After a few minutes of watching him squirm around on our bed and swear—which is always hysterical, considering what a tight-ass he can be about the English language—I told him:
“Werewolf-hair rope,” I said triumphantly.
His eyes bugged, and his eyebrows shot toward his hairline. “What?” he asked.
I nodded, still smirking. “I thought back to your journals,” I said slowly, pacing the room, enjoying each moment of his distress. “You mentioned a really strict vampire Domme named Laine. I had Breanna get her number, and I gave her a call.”
Again, priceless face. Good thing I was recording the entire honeymoon. Some people record their weddings from start to finish. Why waste all the good honeymoon sex?
“Laine gave me a lot of tips,” I crooned, approaching William slyly, bending toward his bound form and stroking the ropes on his wrists with my finger. “Including where I could buy some . . . interesting props.”
He shook his head in amazement. “You never cease to inspire me, Mistress,” he said, now reveling in his restrained position. “I hope you bought a lot of the stuff.”
I smiled. “A lot of werewolves are running around hairless because of my purchases,” I said, and proceeded to completely anchor my loving husband to the bed.

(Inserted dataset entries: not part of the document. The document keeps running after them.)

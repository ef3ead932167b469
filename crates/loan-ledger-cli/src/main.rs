mod commands;
mod input;
mod logging;
mod output;
mod settings;
mod store;

use clap::{Parser, Subcommand, ValueEnum};
use colored::Colorize;
use std::process;

use loan_ledger_core::ledger::LedgerService;
use loan_ledger_core::session::{Role, Session};

use commands::loans::{DeleteArgs, OpenArgs, RescheduleArgs, StatusArgs};
use commands::payments::{CancelArgs, LateFeeArgs, PayArgs};
use commands::reports::{AsOfArgs, SummaryArgs, UpcomingArgs};
use commands::schedule::ScheduleArgs;
use commands::Context;
use settings::Settings;
use store::JsonFileStore;

/// Loan schedules and installment payment tracking
#[derive(Parser)]
#[command(
    name = "loans",
    version,
    about = "Loan schedules and installment payment tracking",
    long_about = "Generate simple or compound amortization schedules with exact decimal \
                  arithmetic, and track installment payments, cancellations and late fees \
                  in a JSON ledger file."
)]
struct Cli {
    #[command(subcommand)]
    command: Commands,

    /// Output format
    #[arg(long, default_value = "json", global = true)]
    output: OutputFormat,

    /// Configuration file layered over loans.toml
    #[arg(long, global = true)]
    config: Option<String>,

    /// User recorded against ledger changes
    #[arg(long, default_value = "admin", global = true)]
    user: String,

    /// Role of the user
    #[arg(long, value_enum, default_value = "admin", global = true)]
    role: RoleArg,
}

#[derive(Subcommand)]
enum Commands {
    /// Preview an amortization schedule
    Schedule(ScheduleArgs),
    /// Open a loan and store its schedule
    Open(OpenArgs),
    /// Record a payment against an installment
    Pay(PayArgs),
    /// Cancel an installment
    Cancel(CancelArgs),
    /// Apply a late fee to an overdue installment
    LateFee(LateFeeArgs),
    /// Regenerate the schedule of a loan with no payments
    Reschedule(RescheduleArgs),
    /// Delete a loan and its installments
    Delete(DeleteArgs),
    /// Show one loan, or list all loans
    Status(StatusArgs),
    /// List overdue installments
    Overdue(AsOfArgs),
    /// List the next installments falling due
    Upcoming(UpcomingArgs),
    /// Portfolio indicators and a monthly cash summary
    Summary(SummaryArgs),
    /// Recompute every stored schedule and report differences
    Verify,
    /// Print version information
    Version,
}

#[derive(Debug, Clone, ValueEnum)]
pub enum OutputFormat {
    Json,
    Table,
    Csv,
    Minimal,
}

#[derive(Debug, Clone, Copy, ValueEnum)]
enum RoleArg {
    Admin,
    Manager,
    Operator,
}

impl From<RoleArg> for Role {
    fn from(r: RoleArg) -> Self {
        match r {
            RoleArg::Admin => Role::Admin,
            RoleArg::Manager => Role::Manager,
            RoleArg::Operator => Role::Operator,
        }
    }
}

fn context(
    config: Option<&str>,
    user: &str,
    role: RoleArg,
) -> Result<Context, Box<dyn std::error::Error>> {
    let settings = Settings::load(config)?;
    let service = LedgerService::new(
        JsonFileStore::new(settings.store.path.clone()),
        settings.engine(),
    );
    tracing::debug!(store = %service.store().path().display(), "Settings loaded");
    Ok(Context {
        service,
        session: Session::new(user, role.into()),
    })
}

fn main() {
    logging::init();
    let Cli {
        command,
        output: format,
        config,
        user,
        role,
    } = Cli::parse();
    let ctx = || context(config.as_deref(), &user, role);

    let result: Result<serde_json::Value, Box<dyn std::error::Error>> = match command {
        Commands::Schedule(args) => ctx().and_then(|c| commands::schedule::run_schedule(args, &c)),
        Commands::Open(args) => ctx().and_then(|c| commands::loans::run_open(args, &c)),
        Commands::Pay(args) => ctx().and_then(|c| commands::payments::run_pay(args, &c)),
        Commands::Cancel(args) => ctx().and_then(|c| commands::payments::run_cancel(args, &c)),
        Commands::LateFee(args) => ctx().and_then(|c| commands::payments::run_late_fee(args, &c)),
        Commands::Reschedule(args) => {
            ctx().and_then(|c| commands::loans::run_reschedule(args, &c))
        }
        Commands::Delete(args) => ctx().and_then(|c| commands::loans::run_delete(args, &c)),
        Commands::Status(args) => ctx().and_then(|c| commands::loans::run_status(args, &c)),
        Commands::Overdue(args) => ctx().and_then(|c| commands::reports::run_overdue(args, &c)),
        Commands::Upcoming(args) => ctx().and_then(|c| commands::reports::run_upcoming(args, &c)),
        Commands::Summary(args) => ctx().and_then(|c| commands::reports::run_summary(args, &c)),
        Commands::Verify => ctx().and_then(|c| commands::reports::run_verify(&c)),
        Commands::Version => {
            println!("loans {}", env!("CARGO_PKG_VERSION"));
            return;
        }
    };

    match result {
        Ok(value) => {
            output::format_output(&format, &value);
            process::exit(0);
        }
        Err(e) => {
            eprintln!("{}: {}", "error".red().bold(), e);
            process::exit(1);
        }
    }
}

#[cfg(test)]
mod tests {
    use super::*;

    #[test]
    fn test_global_flags_parse_after_subcommand() {
        let cli = Cli::try_parse_from([
            "loans", "status", "--borrower", "7", "--role", "operator", "--output", "table",
        ])
        .unwrap();
        assert!(matches!(cli.role, RoleArg::Operator));
        assert!(matches!(cli.output, OutputFormat::Table));
        match cli.command {
            Commands::Status(args) => assert_eq!(args.borrower, Some(7)),
            _ => panic!("expected status"),
        }
    }

    #[test]
    fn test_open_requires_borrower() {
        let missing = Cli::try_parse_from(["loans", "open", "--principal", "100", "--installments", "2"]);
        assert!(missing.is_err());
        assert!(Cli::try_parse_from([
            "loans", "open", "--borrower", "3", "--principal", "100", "--installments", "2",
        ])
        .is_ok());
    }
}
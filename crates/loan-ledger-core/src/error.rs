use rust_decimal::Decimal;
use thiserror::Error;

use crate::loan::LoanId;

#[derive(Debug, Clone, PartialEq, Eq, Error)]
pub enum LoanLedgerError {
    #[error("Invalid terms: {field}: {reason}")]
    InvalidTerms { field: String, reason: String },

    #[error("Installment {sequence} of loan {loan_id} is already paid")]
    AlreadyPaid { loan_id: LoanId, sequence: u32 },

    #[error("Installment {sequence} of loan {loan_id} is cancelled")]
    AlreadyCancelled { loan_id: LoanId, sequence: u32 },

    #[error("Payment amount mismatch: expected {expected}, received {received}")]
    AmountMismatch { expected: Decimal, received: Decimal },

    #[error("Invalid payment: {0}")]
    InvalidPayment(String),

    #[error("Concurrent modification of loan {loan_id}: expected version {expected}, found {found}")]
    ConcurrentModification {
        loan_id: LoanId,
        expected: u64,
        found: u64,
    },

    #[error("Loan {0} not found")]
    LoanNotFound(LoanId),

    #[error("Loan {0} already exists")]
    LoanExists(LoanId),

    #[error("Installment {sequence} not found on loan {loan_id}")]
    InstallmentNotFound { loan_id: LoanId, sequence: u32 },

    #[error("Schedule of loan {0} is locked: payments or cancellations already recorded")]
    ScheduleLocked(LoanId),

    #[error("Installment {sequence} of loan {loan_id} is not overdue")]
    NotOverdue { loan_id: LoanId, sequence: u32 },

    #[error("Permission denied: {user} may not {action}")]
    PermissionDenied { user: String, action: String },

    #[error("Storage error: {0}")]
    Storage(String),

    #[error("Serialization error: {0}")]
    Serialization(String),
}

impl LoanLedgerError {
    /// True for the two "installment already settled" errors.
    pub fn is_already_settled(&self) -> bool {
        matches!(
            self,
            LoanLedgerError::AlreadyPaid { .. } | LoanLedgerError::AlreadyCancelled { .. }
        )
    }

    pub fn is_conflict(&self) -> bool {
        matches!(self, LoanLedgerError::ConcurrentModification { .. })
    }

    pub(crate) fn invalid_terms(field: &str, reason: &str) -> Self {
        LoanLedgerError::InvalidTerms {
            field: field.into(),
            reason: reason.into(),
        }
    }
}

impl From<serde_json::Error> for LoanLedgerError {
    fn from(e: serde_json::Error) -> Self {
        LoanLedgerError::Serialization(e.to_string())
    }
}
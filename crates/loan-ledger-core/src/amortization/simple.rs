use rust_decimal::Decimal;

use super::PeriodSplit;
use crate::config::ScheduleConfig;
use crate::error::LoanLedgerError;
use crate::loan::LoanTerms;
use crate::types::Money;
use crate::LedgerResult;

/// Total simple interest over the full term:
/// principal × annual rate × (installments × period days / basis).
pub fn total_interest(terms: &LoanTerms, config: &ScheduleConfig) -> LedgerResult<Money> {
    let term_days = Decimal::from(terms.number_of_installments)
        * Decimal::from(terms.installment_period_days);
    terms
        .principal
        .checked_mul(terms.annual_rate)
        .and_then(|x| x.checked_mul(term_days))
        .and_then(|x| x.checked_div(config.day_count.basis()))
        .map(|x| config.round(x))
        .ok_or_else(|| {
            LoanLedgerError::invalid_terms("annual_rate", "Interest over the term overflows")
        })
}

/// Even principal and interest per installment; the last one takes both remainders.
pub fn splits(terms: &LoanTerms, config: &ScheduleConfig) -> LedgerResult<Vec<PeriodSplit>> {
    let n = terms.number_of_installments;
    let count = Decimal::from(n);
    let interest_total = total_interest(terms, config)?;

    let principal_each = config.round(terms.principal / count);
    let interest_each = config.round(interest_total / count);

    let mut out = Vec::with_capacity(n as usize);
    let mut principal_allocated = Decimal::ZERO;
    let mut interest_allocated = Decimal::ZERO;

    for k in 1..=n {
        let split = if k == n {
            PeriodSplit {
                principal: terms.principal - principal_allocated,
                interest: interest_total - interest_allocated,
            }
        } else {
            PeriodSplit {
                principal: principal_each,
                interest: interest_each,
            }
        };
        principal_allocated += split.principal;
        interest_allocated += split.interest;
        out.push(split);
    }

    Ok(out)
}
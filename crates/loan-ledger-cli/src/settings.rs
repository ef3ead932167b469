use config::{Config, Environment, File, FileFormat};
use serde::Deserialize;
use std::path::PathBuf;

use loan_ledger_core::config::{LedgerConfig, RateCard, ScheduleConfig};
use loan_ledger_core::EngineConfig;

const DEFAULT_CONFIG_FILE: &str = "loans.toml";
const ENV_PREFIX: &str = "LOANS";

#[derive(Debug, Clone, Deserialize)]
#[serde(default)]
pub struct StoreSettings {
    /// JSON file holding the ledger
    pub path: PathBuf,
}

impl Default for StoreSettings {
    fn default() -> Self {
        Self {
            path: PathBuf::from("loans.json"),
        }
    }
}

/// Everything the CLI reads from files and the environment.
#[derive(Debug, Clone, Default, Deserialize)]
#[serde(default)]
pub struct Settings {
    pub schedule: ScheduleConfig,
    pub ledger: LedgerConfig,
    pub rates: RateCard,
    pub store: StoreSettings,
}

impl Settings {
    /// Layer `loans.toml` (if present), then `explicit`, then `LOANS__*`
    /// environment variables, after loading `.env`.
    pub fn load(explicit: Option<&str>) -> Result<Self, config::ConfigError> {
        dotenvy::dotenv().ok();

        let mut builder = Config::builder()
            .add_source(File::new(DEFAULT_CONFIG_FILE, FileFormat::Toml).required(false));
        if let Some(path) = explicit {
            builder = builder.add_source(File::with_name(path).required(true));
        }
        let settings = builder
            .add_source(Environment::with_prefix(ENV_PREFIX).separator("__"))
            .build()?;

        settings.try_deserialize()
    }

    pub fn engine(&self) -> EngineConfig {
        EngineConfig {
            schedule: self.schedule.clone(),
            ledger: self.ledger.clone(),
            rates: self.rates.clone(),
        }
    }
}
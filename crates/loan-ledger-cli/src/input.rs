use serde::de::DeserializeOwned;
use std::fs;
use std::io::{self, Read};
use std::path::PathBuf;

/// Where a JSON document comes from.
#[derive(Debug, PartialEq, Eq)]
pub enum Source {
    /// `--input` given; relative paths are taken from the working directory
    File(PathBuf),
    /// Something piped on stdin
    Stdin,
    /// Interactive terminal, use the flags
    Flags,
}

impl Source {
    pub fn detect(path: Option<&str>) -> Self {
        match path {
            Some(p) => Source::File(PathBuf::from(p)),
            None if atty::is(atty::Stream::Stdin) => Source::Flags,
            None => Source::Stdin,
        }
    }

    /// Raw text of the document, `None` when there is none to read.
    fn text(&self) -> Result<Option<String>, Box<dyn std::error::Error>> {
        match self {
            Source::File(path) => fs::read_to_string(path)
                .map(Some)
                .map_err(|e| format!("Failed to read '{}': {}", path.display(), e).into()),
            Source::Stdin => {
                let mut buffer = String::new();
                io::stdin().read_to_string(&mut buffer)?;
                Ok(Some(buffer))
            }
            Source::Flags => Ok(None),
        }
    }

    pub fn parse<T: DeserializeOwned>(&self) -> Result<Option<T>, Box<dyn std::error::Error>> {
        let Some(text) = self.text()? else {
            return Ok(None);
        };
        let trimmed = text.trim();
        match self {
            // an empty pipe means the flags carry the terms
            Source::Stdin if trimmed.is_empty() => Ok(None),
            Source::File(path) => serde_json::from_str(trimmed)
                .map(Some)
                .map_err(|e| format!("Failed to parse '{}': {}", path.display(), e).into()),
            _ => Ok(Some(serde_json::from_str(trimmed)?)),
        }
    }
}

/// A JSON document from `--input`, else from piped stdin, else `None` so the
/// caller falls back to individual flags.
pub fn document<T: DeserializeOwned>(
    path: Option<&str>,
) -> Result<Option<T>, Box<dyn std::error::Error>> {
    Source::detect(path).parse()
}
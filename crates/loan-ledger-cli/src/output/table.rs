use serde_json::{Map, Value};
use tabled::{builder::Builder, Table};

use super::{payload, scalar};

pub fn print_table(value: &Value) {
    print!("{}", render(value));
}

/// Scalar fields become a Field/Value table; every array of objects (an
/// installment schedule, a list of overdue items) gets a table of its own.
pub fn render(value: &Value) -> String {
    let mut out = String::new();
    match payload(value) {
        Value::Object(map) => render_object(map, &mut out),
        Value::Array(rows) => render_rows(rows, &mut out),
        other => out.push_str(&format!("{}\n", scalar(other))),
    }

    if let Some(envelope) = value.as_object().filter(|m| m.contains_key("result")) {
        if let Some(Value::Array(warnings)) = envelope.get("warnings") {
            if !warnings.is_empty() {
                out.push_str("\nWarnings:\n");
                for w in warnings.iter().filter_map(Value::as_str) {
                    out.push_str(&format!("  - {w}\n"));
                }
            }
        }
        if let Some(Value::String(meth)) = envelope.get("methodology") {
            out.push_str(&format!("\nMethodology: {meth}\n"));
        }
    }
    out
}

fn render_object(map: &Map<String, Value>, out: &mut String) {
    let mut builder = Builder::default();
    builder.push_record(["Field", "Value"]);
    let mut nested = Vec::new();
    for (key, val) in map {
        match val {
            Value::Array(rows) if rows.iter().any(Value::is_object) => nested.push((key, rows)),
            Value::Object(inner) => {
                for (k, v) in inner {
                    builder.push_record([format!("{key}.{k}"), scalar(v)]);
                }
            }
            _ => builder.push_record([key.clone(), cell(val)]),
        }
    }
    out.push_str(&format!("{}\n", Table::from(builder)));

    for (key, rows) in nested {
        out.push_str(&format!("\n{key}:\n"));
        render_rows(rows, out);
    }
}

fn render_rows(rows: &[Value], out: &mut String) {
    let Some(Value::Object(first)) = rows.first() else {
        if rows.is_empty() {
            out.push_str("(none)\n");
        }
        for item in rows {
            out.push_str(&format!("{}\n", cell(item)));
        }
        return;
    };

    let headers: Vec<String> = first.keys().cloned().collect();
    let mut builder = Builder::default();
    builder.push_record(headers.clone());
    for map in rows.iter().filter_map(Value::as_object) {
        builder.push_record(
            headers
                .iter()
                .map(|h| map.get(h).map(cell).unwrap_or_default()),
        );
    }
    out.push_str(&format!("{}\n", Table::from(builder)));
}

fn cell(value: &Value) -> String {
    match value {
        Value::Array(items) => items.iter().map(cell).collect::<Vec<_>>().join(", "),
        _ => scalar(value),
    }
}

#[cfg(test)]
mod tests {
    use super::*;
    use serde_json::json;

    #[test]
    fn test_schedule_gets_its_own_table() {
        let v = json!({
            "result": {
                "total_interest": "142.03",
                "installments": [
                    {"sequence": 1, "total_due": "111.84"},
                    {"sequence": 2, "total_due": "111.79"}
                ]
            },
            "warnings": ["last installment differs"],
            "methodology": "Simple interest"
        });
        let text = render(&v);
        assert!(text.contains("total_interest"));
        assert!(text.contains("installments:"));
        assert!(text.contains("111.79"));
        assert!(text.contains("  - last installment differs"));
        assert!(text.contains("Methodology: Simple interest"));
        // the schedule is a separate table, not a JSON blob in a cell
        assert!(!text.contains("{\"sequence\""));
    }

    #[test]
    fn test_empty_list() {
        assert_eq!(render(&json!([])), "(none)\n");
    }
}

He wiggled; he writhed. He pulled, tugged, and even bit at the ropes with his teeth.
“Just imagine how difficult this is all going to be once you change me. Now, now, love, do you really want to get out so badly?”
He shook his head no.
“Then why are you trying so hard?”
He shrugged as much as the ropes allowed. “Curiosity.”
“Oh, my husband, I’ll satisfy every curiosity you have in that gorgeous body of yours.” I slipped off my robe and put on my wedding heels.
He tossed his head back rapturously. “Good thing we have eternity . . . Mistress.”